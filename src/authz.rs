//! Authorization decisions for mutation endpoints.
//!
//! Identity comes from the session row loaded by the auth extractor; the role
//! stored there is the only one consulted. A role field in a request body is
//! never trusted.

use crate::error::ApiError;
use crate::models::User;

#[derive(Debug, Clone, Copy, PartialEq, Eq)]
pub enum Role {
    User,
    Admin,
}

impl Role {
    /// Unknown role strings fall back to the unprivileged role.
    pub fn parse(s: &str) -> Role {
        if s == "admin" {
            Role::Admin
        } else {
            Role::User
        }
    }
}

/// The authenticated identity an authorization decision consumes.
#[derive(Debug, Clone, Copy)]
pub struct Actor {
    pub id: i32,
    pub role: Role,
}

impl From<&User> for Actor {
    fn from(user: &User) -> Self {
        Actor {
            id: user.id,
            role: Role::parse(&user.role),
        }
    }
}

#[derive(Debug, Clone, Copy, PartialEq, Eq)]
pub enum Decision {
    Allowed,
    Forbidden,
}

impl Decision {
    pub fn is_allowed(self) -> bool {
        self == Decision::Allowed
    }

    pub fn require(self) -> Result<(), ApiError> {
        match self {
            Decision::Allowed => Ok(()),
            Decision::Forbidden => Err(ApiError::Forbidden),
        }
    }
}

fn decide(allowed: bool) -> Decision {
    if allowed {
        Decision::Allowed
    } else {
        Decision::Forbidden
    }
}

/// Recipe mutations: the author may edit, and admins may moderate.
pub fn owner_or_admin(actor: &Actor, owner_id: i32) -> Decision {
    decide(actor.id == owner_id || actor.role == Role::Admin)
}

/// Collection mutations: strictly the owner, with no admin override.
pub fn owner_only(actor: &Actor, owner_id: i32) -> Decision {
    decide(actor.id == owner_id)
}

/// Moderation endpoints under /api/admin.
pub fn admin_only(actor: &Actor) -> Decision {
    decide(actor.role == Role::Admin)
}

#[cfg(test)]
mod tests {
    use super::*;

    fn user(id: i32) -> Actor {
        Actor {
            id,
            role: Role::User,
        }
    }

    fn admin(id: i32) -> Actor {
        Actor {
            id,
            role: Role::Admin,
        }
    }

    #[test]
    fn owner_may_mutate_own_recipe() {
        assert!(owner_or_admin(&user(1), 1).is_allowed());
    }

    #[test]
    fn admin_may_mutate_any_recipe() {
        assert!(owner_or_admin(&admin(2), 1).is_allowed());
    }

    #[test]
    fn stranger_may_not_mutate_recipe() {
        assert_eq!(owner_or_admin(&user(2), 1), Decision::Forbidden);
    }

    #[test]
    fn collections_have_no_admin_override() {
        assert!(owner_only(&user(1), 1).is_allowed());
        assert_eq!(owner_only(&admin(2), 1), Decision::Forbidden);
    }

    #[test]
    fn admin_gate_rejects_regular_users() {
        assert!(admin_only(&admin(1)).is_allowed());
        assert_eq!(admin_only(&user(1)), Decision::Forbidden);
    }

    #[test]
    fn unknown_role_string_is_unprivileged() {
        assert_eq!(Role::parse("superadmin"), Role::User);
        assert_eq!(Role::parse("admin"), Role::Admin);
    }

    #[test]
    fn require_maps_to_forbidden_error() {
        assert!(Decision::Allowed.require().is_ok());
        assert!(matches!(
            Decision::Forbidden.require(),
            Err(crate::error::ApiError::Forbidden)
        ));
    }
}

TASK DETAILS => In the entries above, the lines from the one bearing "self == Decision::Allowed" up to and including the one bearing "no admin override." should be transcribed exactly; no other line is wanted.

ANSWER SPACE =>
        self == Decision::Allowed
    }

    pub fn require(self) -> Result<(), ApiError> {
        match self {
            Decision::Allowed => Ok(()),
            Decision::Forbidden => Err(ApiError::Forbidden),
        }
    }
}

fn decide(allowed: bool) -> Decision {
    if allowed {
        Decision::Allowed
    } else {
        Decision::Forbidden
    }
}

/// Recipe mutations: the author may edit, and admins may moderate.
pub fn owner_or_admin(actor: &Actor, owner_id: i32) -> Decision {
    decide(actor.id == owner_id || actor.role == Role::Admin)
}

/// Collection mutations: strictly the owner, with no admin override.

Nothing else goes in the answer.